◆ **THE PROBLEM**
What is the number of lines in the material below that include the word "Fsid"? Write that number and nothing more.

◆ **RECORD EXCERPTS**
use crate::diagnostics::ConfigErrors;
use crate::tree::{NodeRef, Term};
use bitflags::bitflags;
use serde::Serialize;
use std::fmt;
use std::net::IpAddr;

bitflags! {
    /// Per-field processing flags.
    #[derive(Debug, Clone, Copy, PartialEq, Eq, Hash)]
    pub struct FieldFlags: u32 {
        /// At most one occurrence; later ones are errors.
        const UNIQUE = 1 << 0;
        /// Must occur at least once.
        const MANDATORY = 1 << 1;
        /// Unknown children of this block are not errors.
        const RELAX = 1 << 2;
        /// Record successful sets in a separate mask field.
        const MARK_SET = 1 << 3;
    }
}

impl Default for FieldFlags {
    fn default() -> Self {
        Self::empty()
    }
}

/// Integer types a schema field can hold.
///
/// Conversion and range checks are done in `i128`, which holds every value
/// of every implementing type.
pub trait Integer: Copy + fmt::Debug + fmt::Display + PartialOrd + Send + Sync + 'static {
    /// True for signed types.
    const SIGNED: bool;
    /// Smallest representable value.
    const MIN_VALUE: i128;
    /// Largest representable value.
    const MAX_VALUE: i128;

    /// Widen to `i128`.
    fn to_i128(self) -> i128;

    /// Narrow from `i128`. Values outside the type's range give zero.
    fn from_i128(value: i128) -> Self;
}

macro_rules! impl_integer {
    ($($ty:ty => $signed:expr),* $(,)?) => {
        $(
            impl Integer for $ty {
                const SIGNED: bool = $signed;
                const MIN_VALUE: i128 = <$ty>::MIN as i128;
                const MAX_VALUE: i128 = <$ty>::MAX as i128;

                fn to_i128(self) -> i128 {
                    i128::from(self)
                }

                fn from_i128(value: i128) -> Self {
                    <$ty>::try_from(value).unwrap_or_default()
                }
            }
        )*
    };
}

impl_integer!(i16 => true, u16 => false, i32 => true, u32 => false, i64 => true, u64 => false);

/// Filesystem id, written `<major>.<minor>`.
#[derive(Debug, Clone, Copy, PartialEq, Eq, Hash, Default, Serialize)]
pub struct Fsid {
    /// Major number.
    pub major: u64,
    /// Minor number.
    pub minor: u64,
}

impl fmt::Display for Fsid {
    fn fmt(&self, f: &mut fmt::Formatter<'_>) -> fmt::Result {
        write!(f, "{}.{}", self.major, self.minor)
    }
}

/// A port number held in network byte order.
///
/// ```
/// use stanza::schema::NetworkPort;
///
/// let port = NetworkPort::from_host(2049);
/// assert_eq!(port.to_be_bytes(), [0x08, 0x01]);
/// assert_eq!(port.host(), 2049);
/// ```
#[derive(Debug, Clone, Copy, PartialEq, Eq, Hash, Default)]
pub struct NetworkPort([u8; 2]);

impl NetworkPort {
    /// Store a host-order port.
    #[must_use]
    pub const fn from_host(port: u16) -> Self {
        Self(port.to_be_bytes())
    }

    /// The port in host order.
    #[must_use]
    pub const fn host(self) -> u16 {
        u16::from_be_bytes(self.0)
    }

    /// The stored bytes, most significant first.
    #[must_use]
    pub const fn to_be_bytes(self) -> [u8; 2] {
        self.0
    }
}

/// Returns the destination field of type `V` inside `T`.
pub type Accessor<T, V> = fn(&mut T) -> &mut V;

/// Token table for `Token`, `Enum` and `List` fields.
pub type TokenTable = &'static [(&'static str, u32)];

/// Custom value handler: called once per term of the matched statement.
/// It records its own diagnostics and returns how many errors it found.
pub type ProcHandler<T> = fn(&mut T, &Term, NodeRef<'_>, &mut ConfigErrors) -> usize;

/// Where to record that a field was explicitly set.
pub struct MarkSet<T> {
    /// Bit OR'd into the mask.
    pub bit: u32,
    /// The mask field.
    pub mask: Accessor<T, u32>,
}

/// Bounds, default and accessor of an integer field.
pub struct IntField<T, V> {
    /// Smallest accepted value.
    pub min: V,
    /// Largest accepted value.
    pub max: V,
    /// Value written during default initialization.
    pub default: V,
    /// Accept exactly 0 even when it is outside `[min, max]`.
    pub zero_ok: bool,
    /// Destination field.
    pub access: Accessor<T, V>,
}

/// Length bounds, default and accessor of a string or path field.
pub struct StrField<T> {
    /// Shortest accepted length in bytes.
    pub min_len: usize,
    /// Longest accepted length in bytes.
    pub max_len: usize,
    /// Value written during default initialization.
    pub default: Option<&'static str>,
    /// Destination field.
    pub access: Accessor<T, Option<String>>,
}

/// Table, default and accessor of a token, enum or list field.
pub struct TokenField<T> {
    /// Accepted words and their values, matched case-insensitively.
    pub table: TokenTable,
    /// Default bits.
    pub default: u32,
    /// Bits owned by this field inside the destination word.
    pub mask: u32,
    /// Destination field.
    pub access: Accessor<T, u32>,
}

/// Handler and optional initializer of a custom field.
pub struct ProcField<T> {
    /// Called during default initialization.
    pub init: Option<fn(&mut T)>,
    /// Called for each term of a matching statement.
    pub handler: ProcHandler<T>,
}

/// How a field's value is converted and where it goes.
pub enum FieldKind<T> {
    /// Recognized but ignored.
    Noop,
    /// Signed 16-bit integer.
    Int16(IntField<T, i16>),
    /// Unsigned 16-bit integer.
    UInt16(IntField<T, u16>),
    /// Signed 32-bit integer.
    Int32(IntField<T, i32>),
    /// Unsigned 32-bit integer.
    UInt32(IntField<T, u32>),
    /// Signed 64-bit integer.
    Int64(IntField<T, i64>),
    /// Unsigned 64-bit integer.
    UInt64(IntField<T, u64>),
    /// `<major>.<minor>` filesystem id.
    Fsid {
        /// Default id.
        default: Fsid,
        /// Destination field.
        access: Accessor<T, Fsid>,
    },
    /// Free-form string.
    String(StrField<T>),
    /// File system path (stored as text, not checked).
    Path(StrField<T>),
    /// One word from a table, replacing the destination.
    Token(TokenField<T>),
    /// One word from a table, merged into the masked bits.
    Enum(TokenField<T>),
    /// Comma-separated words from a table, OR'd together.
    List(TokenField<T>),
    /// `true`/`false` style boolean.
    Bool {
        /// Default value.
        default: bool,
        /// Destination field.
        access: Accessor<T, bool>,
    },
    /// Boolean stored as one bit of a flag word.
    BoolBit {
        /// Default value.
        default: bool,
        /// The bit.
        bit: u32,
        /// The flag word.
        access: Accessor<T, u32>,
    },
    /// IP address, numeric or resolved from a host name.
    IpAddr {
        /// Default address.
        default: IpAddr,
        /// Destination field.
        access: Accessor<T, IpAddr>,
    },
    /// 16-bit port stored in network byte order.
    InetPort {
        /// Smallest accepted port.
        min: u16,
        /// Largest accepted port.
        max: u16,
        /// Default port.
        default: u16,
        /// Destination field.
        access: Accessor<T, NetworkPort>,
    },
    /// Nested block with its own schema.
    Block(Box<dyn NestedBlock<T>>),
    /// Custom handler.
    Proc(ProcField<T>),
    /// Retired parameter; using it is reported and otherwise ignored.
    Deprecated(Option<&'static str>),
}

impl<T> FieldKind<T> {
    /// Short type name for traces and messages.
    #[must_use]
    pub fn type_name(&self) -> &'static str {
        match self {
            Self::Noop => "noop",
            Self::Int16(_) => "int16",
            Self::UInt16(_) => "uint16",
            Self::Int32(_) => "int32",
            Self::UInt32(_) => "uint32",
            Self::Int64(_) => "int64",
            Self::UInt64(_) => "uint64",
            Self::Fsid { .. } => "fsid",
            Self::String(_) => "string",
            Self::Path(_) => "path",
            Self::Token(_) => "token",
            Self::Enum(_) => "enum",
            Self::List(_) => "list",
            Self::Bool { .. } => "bool",
            Self::BoolBit { .. } => "boolbit",
            Self::IpAddr { .. } => "ip_addr",
            Self::InetPort { .. } => "inet_port",
            Self::Block(_) => "block",
            Self::Proc(_) => "proc",
            Self::Deprecated(_) => "deprecated",
        }
    }
}

impl<T> fmt::Debug for FieldKind<T> {
    fn fmt(&self, f: &mut fmt::Formatter<'_>) -> fmt::Result {
        f.write_str(self.type_name())
    }
}

/// One named field of a schema.
pub struct FieldDescriptor<T> {
    /// Parameter name, matched case-insensitively.
    pub name: &'static str,
    /// Processing flags.
    pub flags: FieldFlags,
    /// Conversion and destination.
    pub kind: FieldKind<T>,
    /// Set-tracking mask, used when `flags` has [`FieldFlags::MARK_SET`].
    pub mark: Option<MarkSet<T>>,
}

impl<T> fmt::Debug for FieldDescriptor<T> {
    fn fmt(&self, f: &mut fmt::Formatter<'_>) -> fmt::Result {
        f.debug_struct("FieldDescriptor")
            .field("name", &self.name)
            .field("flags", &self.flags)
            .field("kind", &self.kind)
            .finish_non_exhaustive()
    }
}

◆ **OUTPUT BELOW**
6